2025 Taskforce: 35 recommendations to close the gap with Australia (Update 2)

Here are the 35 recommendations made by Don Brash's 2025 Taskforce that it says would bridge the income gap with Australia by 2025. The gap is currently sitting at around NZ$64,000 a year for a family of four, it says. My view is below. (Update 2 includes Finance Minister Bill English saying report opens debate, but National won't break promises) 1. Core government spending should be cut to 29% of GDP by 2012/13, which is the same as it was in 2004/05. 2. Core government spending should be reduced further after 2012/13 by capping per capita spending in real terms (ie adjusting for population and inflation) 3. The Public Finance Act should set a medium term target for operating spending, either in real per capita levels or share of GDP. 4. The government should look at further measures to strengthen long term fiscal discipline, including possibly a Taxpayer Bill of Rights or an independent Fiscal Advisory Council.

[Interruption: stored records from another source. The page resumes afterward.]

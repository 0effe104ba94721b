//! CPU backend contexts and the registry that lends them to execution contexts.

pub mod context;
pub mod registry;

pub use context::{
    ContextId, CpuBackendContext, ExecutionContext, ExternalCpuBackendContext, NO_THREAD_HINT,
};
pub use registry::BackendContextRegistry;
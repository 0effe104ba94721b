use std::sync::{Arc, Barrier};
use std::thread;

use convfuse::backend::{BackendContextRegistry, ExecutionContext, NO_THREAD_HINT};
use convfuse::KernelError;

#[test]
fn get_or_create_is_idempotent() {
    let registry = BackendContextRegistry::new();
    let context = ExecutionContext::with_recommended_threads(2);
    assert!(registry.register(&context));
    assert!(!registry.register(&context));

    let first = registry.get_or_create(&context).unwrap();
    let second = registry.get_or_create(&context).unwrap();
    assert!(Arc::ptr_eq(&first, &second));
}

#[test]
fn contexts_get_distinct_backends() {
    let registry = BackendContextRegistry::new();
    let a = ExecutionContext::with_recommended_threads(1);
    let b = ExecutionContext::with_recommended_threads(1);
    assert_ne!(a.id(), b.id());
    registry.register(&a);
    registry.register(&b);
    let backend_a = registry.get_or_create(&a).unwrap();
    let backend_b = registry.get_or_create(&b).unwrap();
    assert!(!Arc::ptr_eq(&backend_a, &backend_b));
    assert_eq!(registry.len(), 2);
}

#[test]
fn unregistered_context_is_fatal() {
    let registry = BackendContextRegistry::new();
    let context = ExecutionContext::new();
    let err = registry.get_or_create(&context).unwrap_err();
    assert!(matches!(err, KernelError::BackendMisconfigured(_)));
    assert!(err.is_fatal());
}

#[test]
fn positive_hint_sets_thread_count() {
    let registry = BackendContextRegistry::new();
    let context = ExecutionContext::with_recommended_threads(3);
    registry.register(&context);
    let backend = registry.get_or_create(&context).unwrap();
    assert_eq!(backend.max_num_threads(), 3);
    assert_eq!(backend.install(rayon::current_num_threads), 3);
}

#[test]
fn missing_hint_falls_back_to_a_positive_default() {
    let context = ExecutionContext::with_recommended_threads(NO_THREAD_HINT);
    assert_eq!(context.thread_hint(), None);
    assert_eq!(ExecutionContext::with_recommended_threads(0).thread_hint(), None);
    assert!(context.resolved_num_threads() >= 1);
}

#[test]
fn concurrent_first_access_builds_one_backend() {
    let registry = Arc::new(BackendContextRegistry::new());
    let context = ExecutionContext::with_recommended_threads(2);
    registry.register(&context);
    assert!(!registry.is_initialized(context.id()));

    let workers = 8;
    let barrier = Arc::new(Barrier::new(workers));
    let handles: Vec<_> = (0..workers)
        .map(|_| {
            let registry = Arc::clone(&registry);
            let barrier = Arc::clone(&barrier);
            let context = context.clone();
            thread::spawn(move || {
                barrier.wait();
                registry.get_or_create(&context).unwrap()
            })
        })
        .collect();
    let backends: Vec<_> = handles.into_iter().map(|h| h.join().unwrap()).collect();
    for backend in &backends[1..] {
        assert!(Arc::ptr_eq(&backends[0], backend));
    }
    assert!(registry.is_initialized(context.id()));
}

#[test]
fn unregister_tears_down_the_registration() {
    let registry = BackendContextRegistry::new();
    let context = ExecutionContext::with_recommended_threads(1);
    registry.register(&context);
    assert!(!registry.is_initialized(context.id()));
    let backend = registry.get_or_create(&context).unwrap();
    assert!(registry.is_initialized(context.id()));

    assert!(registry.unregister(context.id()));
    assert!(!registry.is_initialized(context.id()));
    assert!(!registry.unregister(context.id()));
    assert!(!registry.is_registered(context.id()));
    assert!(registry.is_empty());
    assert!(registry.get_or_create(&context).is_err());
    // borrowers keep their handle alive
    assert_eq!(backend.max_num_threads(), 1);

    registry.register(&context);
    assert!(!registry.is_initialized(context.id()));
    let rebuilt = registry.get_or_create(&context).unwrap();
    assert!(!Arc::ptr_eq(&backend, &rebuilt));
}
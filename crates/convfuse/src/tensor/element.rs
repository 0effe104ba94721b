//! Numeric element capability implemented by every dtype a tensor can hold.

use std::fmt;
use std::sync::Arc;

use half::f16;

use super::dtype::DType;
use super::host_tensor::TensorData;

/// Element types storable in a [`Tensor`](super::Tensor).
///
/// Kernels accumulate in `f64` and round back through [`Element::from_f64`], so every
/// conversion here must be deterministic. Values read from `f32` intermediates (bilinear
/// resize output, iota and random fills) go through [`Element::from_f32`].
pub trait Element: Copy + Default + PartialEq + fmt::Debug + Send + Sync + 'static {
    const DTYPE: DType;

    fn zero() -> Self;
    fn from_f64(v: f64) -> Self;
    fn to_f64(self) -> f64;
    fn from_f32(v: f32) -> Self;
    fn to_f32(self) -> f32;

    /// Wraps an owned buffer in the matching [`TensorData`] variant.
    fn into_data(values: Vec<Self>) -> TensorData;
    /// Borrows the buffer when `data` holds this element type.
    fn view(data: &TensorData) -> Option<&[Self]>;
}

impl Element for f16 {
    const DTYPE: DType = DType::F16;

    fn zero() -> Self {
        f16::ZERO
    }

    fn from_f64(v: f64) -> Self {
        f16::from_f64(v)
    }

    fn to_f64(self) -> f64 {
        f16::to_f64(self)
    }

    fn from_f32(v: f32) -> Self {
        f16::from_f32(v)
    }

    fn to_f32(self) -> f32 {
        f16::to_f32(self)
    }

    fn into_data(values: Vec<Self>) -> TensorData {
        TensorData::F16(Arc::from(values))
    }

    fn view(data: &TensorData) -> Option<&[Self]> {
        match data {
            TensorData::F16(values) => Some(values),
            _ => None,
        }
    }
}

impl Element for f32 {
    const DTYPE: DType = DType::F32;

    fn zero() -> Self {
        0.0
    }

    fn from_f64(v: f64) -> Self {
        v as f32
    }

    fn to_f64(self) -> f64 {
        self as f64
    }

    fn from_f32(v: f32) -> Self {
        v
    }

    fn to_f32(self) -> f32 {
        self
    }

    fn into_data(values: Vec<Self>) -> TensorData {
        TensorData::F32(Arc::from(values))
    }

    fn view(data: &TensorData) -> Option<&[Self]> {
        match data {
            TensorData::F32(values) => Some(values),
            _ => None,
        }
    }
}

impl Element for f64 {
    const DTYPE: DType = DType::F64;

    fn zero() -> Self {
        0.0
    }

    fn from_f64(v: f64) -> Self {
        v
    }

    fn to_f64(self) -> f64 {
        self
    }

    fn from_f32(v: f32) -> Self {
        v as f64
    }

    fn to_f32(self) -> f32 {
        self as f32
    }

    fn into_data(values: Vec<Self>) -> TensorData {
        TensorData::F64(Arc::from(values))
    }

    fn view(data: &TensorData) -> Option<&[Self]> {
        match data {
            TensorData::F64(values) => Some(values),
            _ => None,
        }
    }
}

/// Binds `$E` to the element type matching a runtime [`DType`] and evaluates `$body`.
///
/// ```ignore
/// let len = with_element_type!(tensor.dtype(), E => tensor.as_slice::<E>()?.len());
/// ```
#[macro_export]
macro_rules! with_element_type {
    ($dtype:expr, $E:ident => $body:expr) => {
        match $dtype {
            $crate::tensor::DType::F16 => {
                type $E = $crate::tensor::f16;
                $body
            }
            $crate::tensor::DType::F32 => {
                type $E = f32;
                $body
            }
            $crate::tensor::DType::F64 => {
                type $E = f64;
                $body
            }
        }
    };
}
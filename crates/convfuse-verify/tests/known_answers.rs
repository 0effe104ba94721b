use convfuse::{DType, ExecutionContext};
use convfuse_verify::matrix::known_answers;
use convfuse_verify::{compare, CpuFusedInvoker, FusedInvoker, ReferenceGraph, Tolerance};

#[test]
fn hand_computed_cases_are_exact_on_both_sides() {
    convfuse_verify::init_tracing();
    let invoker = CpuFusedInvoker::standalone(ExecutionContext::new());
    let answers = known_answers().unwrap();
    assert_eq!(answers.len(), 2 * 3 * DType::ALL.len());

    for answer in &answers {
        let summary = answer.config.summary();
        let reference = ReferenceGraph::from_config(&answer.config)
            .unwrap()
            .execute(&answer.inputs)
            .unwrap();
        let result = compare(&answer.expected, &reference, Tolerance::exact());
        assert!(result.equal, "reference {summary}: {:?}", result.first_mismatch);

        let fused = invoker.invoke(&answer.config, &answer.inputs).unwrap();
        let result = compare(&answer.expected, &fused, Tolerance::exact());
        assert!(result.equal, "fused {summary}: {:?}", result.first_mismatch);
        assert_eq!(result.max_abs_diff, 0.0);
    }
}

#[test]
fn same_padding_case_matches_documented_output() {
    let answer = known_answers()
        .unwrap()
        .into_iter()
        .find(|a| a.config.name == "pad/handwritten_same" && a.config.dtype == DType::F32)
        .unwrap();
    assert_eq!(answer.expected.dims(), &[1, 3, 4, 1]);
    assert_eq!(
        answer.expected.to_f64_vec(),
        vec![105., 150., 183., 95., 235., 312., 357., 178., 187., 234., 261., 121.]
    );
}

#[test]
fn anisotropic_stride_case_shrinks_width() {
    let answer = known_answers()
        .unwrap()
        .into_iter()
        .find(|a| {
            a.config.name == "resize_pad/anisotropic_stride_valid" && a.config.dtype == DType::F64
        })
        .unwrap();
    assert_eq!(answer.config.stride, [1, 3]);
    assert_eq!(answer.expected.dims(), &[1, 2, 2, 1]);
    assert_eq!(answer.expected.to_f64_vec(), vec![31., -23., 41., -33.]);
}
//! Kernel attributes shared by the reference primitives and the fused kernels.

pub mod activation;
pub mod conv;
pub mod pad;
pub mod resize;

pub use activation::Activation;
pub use conv::{Conv2dGeometry, ConvPadding, Strides};
pub use pad::{MirrorPadMode, Paddings};
pub use resize::{bilinear, interpolation_weights, resize_scale, Interpolation, ResizeSize};
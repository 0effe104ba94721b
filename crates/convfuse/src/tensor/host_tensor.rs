//! Immutable host tensor shared by the reference primitives, fused kernels and verifier.

use std::sync::Arc;

use half::f16;
use rand::Rng;

use super::dtype::DType;
use super::element::Element;
use super::shape::Shape;
use crate::error::{KernelError, KernelResult};
use crate::with_element_type;

/// Typed row-major backing buffer.
#[derive(Debug, Clone)]
pub enum TensorData {
    F16(Arc<[f16]>),
    F32(Arc<[f32]>),
    F64(Arc<[f64]>),
}

impl TensorData {
    pub fn dtype(&self) -> DType {
        match self {
            TensorData::F16(_) => DType::F16,
            TensorData::F32(_) => DType::F32,
            TensorData::F64(_) => DType::F64,
        }
    }

    pub fn len(&self) -> usize {
        match self {
            TensorData::F16(values) => values.len(),
            TensorData::F32(values) => values.len(),
            TensorData::F64(values) => values.len(),
        }
    }

    pub fn is_empty(&self) -> bool {
        self.len() == 0
    }
}

/// Dense NHWC-agnostic tensor with an immutable, reference-counted buffer.
///
/// Clones share the buffer; every operation producing new values allocates a new tensor.
#[derive(Debug, Clone)]
pub struct Tensor {
    shape: Shape,
    data: TensorData,
}

impl Tensor {
    /// Builds a tensor from owned values, validating the length against the shape.
    pub fn from_vec<E: Element>(shape: Shape, data: Vec<E>) -> KernelResult<Self> {
        if data.len() != shape.num_elements() {
            return Err(KernelError::shape_mismatch(format!(
                "tensor data length ({}) does not match shape {:?}",
                data.len(),
                shape.dims()
            )));
        }
        Ok(Tensor {
            shape,
            data: E::into_data(data),
        })
    }

    /// Builds a tensor from f64 values, rounding each into `dtype`.
    pub fn from_f64_values(dtype: DType, shape: Shape, values: &[f64]) -> KernelResult<Self> {
        with_element_type!(dtype, E => {
            Tensor::from_vec(shape, values.iter().map(|&v| E::from_f64(v)).collect::<Vec<E>>())
        })
    }

    pub fn zeros(dtype: DType, shape: Shape) -> Self {
        let len = shape.num_elements();
        let data = with_element_type!(dtype, E => E::into_data(vec![E::zero(); len]));
        Tensor { shape, data }
    }

    /// Fills `start, start + 1, ...` in row-major order.
    ///
    /// Values are produced in f32 and then converted, so large iota tensors saturate
    /// the same way for every dtype that is at least as wide as f32.
    pub fn iota(dtype: DType, shape: Shape, start: f32) -> Self {
        let len = shape.num_elements();
        let data = with_element_type!(dtype, E => {
            E::into_data((0..len).map(|i| E::from_f32(start + i as f32)).collect())
        });
        Tensor { shape, data }
    }

    /// Samples each element uniformly from `[-1, 1)`.
    pub fn random(dtype: DType, shape: Shape, rng: &mut impl Rng) -> Self {
        let len = shape.num_elements();
        let data = with_element_type!(dtype, E => {
            E::into_data(
                (0..len)
                    .map(|_| E::from_f32(rng.gen::<f32>() * 2.0 - 1.0))
                    .collect(),
            )
        });
        Tensor { shape, data }
    }

    /// Returns the total number of elements stored in the tensor.
    pub fn len(&self) -> usize {
        self.shape.num_elements()
    }

    pub fn is_empty(&self) -> bool {
        self.len() == 0
    }

    pub fn shape(&self) -> &Shape {
        &self.shape
    }

    pub fn dims(&self) -> &[usize] {
        self.shape.dims()
    }

    pub fn dtype(&self) -> DType {
        self.data.dtype()
    }

    pub fn data(&self) -> &TensorData {
        &self.data
    }

    /// Borrows the typed buffer, failing when `E` is not the tensor dtype.
    pub fn as_slice<E: Element>(&self) -> KernelResult<&[E]> {
        E::view(&self.data).ok_or(KernelError::DTypeMismatch {
            expected: E::DTYPE,
            actual: self.dtype(),
        })
    }

    /// Element-wise conversion into `dtype`.
    ///
    /// Narrow sources round through f32 and f64 sources through f64, which keeps every
    /// conversion a single rounding step.
    pub fn cast(&self, dtype: DType) -> Tensor {
        if dtype == self.dtype() {
            return self.clone();
        }
        let data = match &self.data {
            TensorData::F64(values) => with_element_type!(dtype, E => {
                E::into_data(values.iter().map(|&v| E::from_f64(v)).collect())
            }),
            TensorData::F32(values) => with_element_type!(dtype, E => {
                E::into_data(values.iter().map(|&v| E::from_f32(v)).collect())
            }),
            TensorData::F16(values) => with_element_type!(dtype, E => {
                E::into_data(values.iter().map(|&v| E::from_f32(v.to_f32())).collect())
            }),
        };
        Tensor {
            shape: self.shape.clone(),
            data,
        }
    }

    /// Widening copy of the buffer.
    pub fn to_f64_vec(&self) -> Vec<f64> {
        match &self.data {
            TensorData::F16(values) => values.iter().map(|v| v.to_f64()).collect(),
            TensorData::F32(values) => values.iter().map(|&v| v as f64).collect(),
            TensorData::F64(values) => values.to_vec(),
        }
    }
}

5. Taskforces should be appointed to scrutinise each major area of government spending. 6. More rigorous cost benefit analysis should be used for new government spending and for periodic reviews of existing spending. 7. Ambitious welfare reforms should reduce the 'very large' number of working age people on benefits. 8. Take early steps to lower the prospective costs of New Zealand Superannuation as a share of GDP. This could include progressively increasing the retirement age in line with life expectation and indexing NZ Super to CPI rather than after tax wages. 9. Remove KiwiSaver subsidies 10. Reform health spending via the following:

  • Abolish universal subsidies for doctors' visits.
  • Reduce subsidies for prescription drugs by forcing those on high wages and in good health to pay the full price up to a cap.
  • Reintroduce a split between the government as funder and hospitals as providers, with private sector involved more heavily in providing those taxpayer funded services.

11. Reform educations spending via the following:

  • Reverse subsidies for early childhood education
  • Adopt a funder-provider model to schools, allowing new private providers to enter with all-up per student funding equivalent to that for existing state schools.
  • Abolish government imposed caps on university fees
  • Adopt market based interest rates on student loans
  • Rationalise the non-university tertiary sector and establish universities as independent foundations
  • Review the Tertiary Education Commissio, the Education Review Office and Ministry of Education to make them less prescriptive and intrusive.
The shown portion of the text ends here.